_What the task requires_:
What's wanted is the full listing, reproduced exactly.

_Available data_:

- - -

//! Test helpers for observing exactly what a window does to its host.

use crate::{
    buffer::{EditError, HostBuffer, TextBuffer},
    marker::{MarkerId, MarkerOptions},
};
use std::ops::Range;

/// A mutation that reached the host buffer, in host coordinates.
#[derive(Debug, Clone, PartialEq, Eq)]
pub enum HostEdit {
    Insert { offset: usize, text: String },
    Delete { range: Range<usize> },
    Replace { range: Range<usize>, text: String },
}

/// [`HostBuffer`] decorator that records every successful mutation call.
#[derive(Debug, Default)]
pub struct RecordingBuffer<B = TextBuffer> {
    inner: B,
    edits: Vec<HostEdit>,
}

impl RecordingBuffer<TextBuffer> {
    pub fn from_text(text: &str) -> Self {
        Self::new(TextBuffer::from_text(text))
    }
}

impl<B: HostBuffer> RecordingBuffer<B> {
    pub fn new(inner: B) -> Self {
        Self {
            inner,
            edits: Vec::new(),
        }
    }

    pub fn inner(&self) -> &B {
        &self.inner
    }

    pub fn edits(&self) -> &[HostEdit] {
        &self.edits
    }

    pub fn take_edits(&mut self) -> Vec<HostEdit> {
        std::mem::take(&mut self.edits)
    }
}

impl<B: HostBuffer> HostBuffer for RecordingBuffer<B> {
    fn text(&self) -> String {
        self.inner.text()
    }

    fn len(&self) -> usize {
        self.inner.len()
    }

    fn slice(&self, range: Range<usize>) -> String {
        self.inner.slice(range)
    }

    fn insert(&mut self, offset: usize, text: &str) -> Result<(), EditError> {
        self.inner.insert(offset, text)?;
        self.edits.push(HostEdit::Insert {
            offset,
            text: text.to_string(),
        });
        Ok(())
    }

    fn delete(&mut self, range: Range<usize>) -> Result<(), EditError> {
        self.inner.delete(range.clone())?;
        self.edits.push(HostEdit::Delete { range });
        Ok(())
    }

    fn replace(&mut self, range: Range<usize>, text: &str) -> Result<(), EditError> {
        self.inner.replace(range.clone(), text)?;
        self.edits.push(HostEdit::Replace {
            range,
            text: text.to_string(),
        });
        Ok(())
    }

    fn insert_into_marker(
        &mut self,
        owner: MarkerId,
        offset: usize,
        text: &str,
    ) -> Result<(), EditError> {
        self.inner.insert_into_marker(owner, offset, text)?;
        self.edits.push(HostEdit::Insert {
            offset,
            text: text.to_string(),
        });
        Ok(())
    }

    fn line_number(&self, offset: usize) -> usize {
        self.inner.line_number(offset)
    }

    fn create_marker(
        &mut self,
        range: Range<usize>,
        options: MarkerOptions,
    ) -> Result<MarkerId, EditError> {
        self.inner.create_marker(range, options)
    }

    fn marker_range(&self, id: MarkerId) -> Option<Range<usize>> {
        self.inner.marker_range(id)
    }

    fn release_marker(&mut self, id: MarkerId) {
        self.inner.release_marker(id);
    }

    fn version(&self) -> u64 {
        self.inner.version()
    }
}
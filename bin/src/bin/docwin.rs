use clap::Parser;
use docwin_bin::{cli::Cli, commands};
use docwin_log::LogConfig;

fn main() {
    let cli = Cli::parse();

    let log_guard = match docwin_log::init(LogConfig {
        log_file_path: cli.log_file.clone(),
    }) {
        Ok(guard) => Some(guard),
        Err(e) => {
            eprintln!("Warning: Failed to initialize logging: {e}");
            None
        },
    };

    let result = commands::run(&cli, &mut std::io::stdout().lock());

    // Flush the log file before exiting.
    drop(log_guard);
    if let Err(e) = result {
        eprintln!("Error: {e:#}");
        std::process::exit(1);
    }
}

- - -

_Exercise result_:
//! Test helpers for observing exactly what a window does to its host.

use crate::{
    buffer::{EditError, HostBuffer, TextBuffer},
    marker::{MarkerId, MarkerOptions},
};
use std::ops::Range;

/// A mutation that reached the host buffer, in host coordinates.
#[derive(Debug, Clone, PartialEq, Eq)]
pub enum HostEdit {
    Insert { offset: usize, text: String },
    Delete { range: Range<usize> },
    Replace { range: Range<usize>, text: String },
}

/// [`HostBuffer`] decorator that records every successful mutation call.
#[derive(Debug, Default)]
pub struct RecordingBuffer<B = TextBuffer> {
    inner: B,
    edits: Vec<HostEdit>,
}

impl RecordingBuffer<TextBuffer> {
    pub fn from_text(text: &str) -> Self {
        Self::new(TextBuffer::from_text(text))
    }
}

impl<B: HostBuffer> RecordingBuffer<B> {
    pub fn new(inner: B) -> Self {
        Self {
            inner,
            edits: Vec::new(),
        }
    }

    pub fn inner(&self) -> &B {
        &self.inner
    }

    pub fn edits(&self) -> &[HostEdit] {
        &self.edits
    }

    pub fn take_edits(&mut self) -> Vec<HostEdit> {
        std::mem::take(&mut self.edits)
    }
}

impl<B: HostBuffer> HostBuffer for RecordingBuffer<B> {
    fn text(&self) -> String {
        self.inner.text()
    }

    fn len(&self) -> usize {
        self.inner.len()
    }

    fn slice(&self, range: Range<usize>) -> String {
        self.inner.slice(range)
    }

    fn insert(&mut self, offset: usize, text: &str) -> Result<(), EditError> {
        self.inner.insert(offset, text)?;
        self.edits.push(HostEdit::Insert {
            offset,
            text: text.to_string(),
        });
        Ok(())
    }

    fn delete(&mut self, range: Range<usize>) -> Result<(), EditError> {
        self.inner.delete(range.clone())?;
        self.edits.push(HostEdit::Delete { range });
        Ok(())
    }

    fn replace(&mut self, range: Range<usize>, text: &str) -> Result<(), EditError> {
        self.inner.replace(range.clone(), text)?;
        self.edits.push(HostEdit::Replace {
            range,
            text: text.to_string(),
        });
        Ok(())
    }

    fn insert_into_marker(
        &mut self,
        owner: MarkerId,
        offset: usize,
        text: &str,
    ) -> Result<(), EditError> {
        self.inner.insert_into_marker(owner, offset, text)?;
        self.edits.push(HostEdit::Insert {
            offset,
            text: text.to_string(),
        });
        Ok(())
    }

    fn line_number(&self, offset: usize) -> usize {
        self.inner.line_number(offset)
    }

    fn create_marker(
        &mut self,
        range: Range<usize>,
        options: MarkerOptions,
    ) -> Result<MarkerId, EditError> {
        self.inner.create_marker(range, options)
    }

    fn marker_range(&self, id: MarkerId) -> Option<Range<usize>> {
        self.inner.marker_range(id)
    }

    fn release_marker(&mut self, id: MarkerId) {
        self.inner.release_marker(id);
    }

    fn version(&self) -> u64 {
        self.inner.version()
    }
}
filename bin/src/bin/docwin.rs
use clap::Parser;
use docwin_bin::{cli::Cli, commands};
use docwin_log::LogConfig;

fn main() {
    let cli = Cli::parse();

    let log_guard = match docwin_log::init(LogConfig {
        log_file_path: cli.log_file.clone(),
    }) {
        Ok(guard) => Some(guard),
        Err(e) => {
            eprintln!("Warning: Failed to initialize logging: {e}");
            None
        },
    };

    let result = commands::run(&cli, &mut std::io::stdout().lock());

    // Flush the log file before exiting.
    drop(log_guard);
    if let Err(e) = result {
        eprintln!("Error: {e:#}");
        std::process::exit(1);
    }
}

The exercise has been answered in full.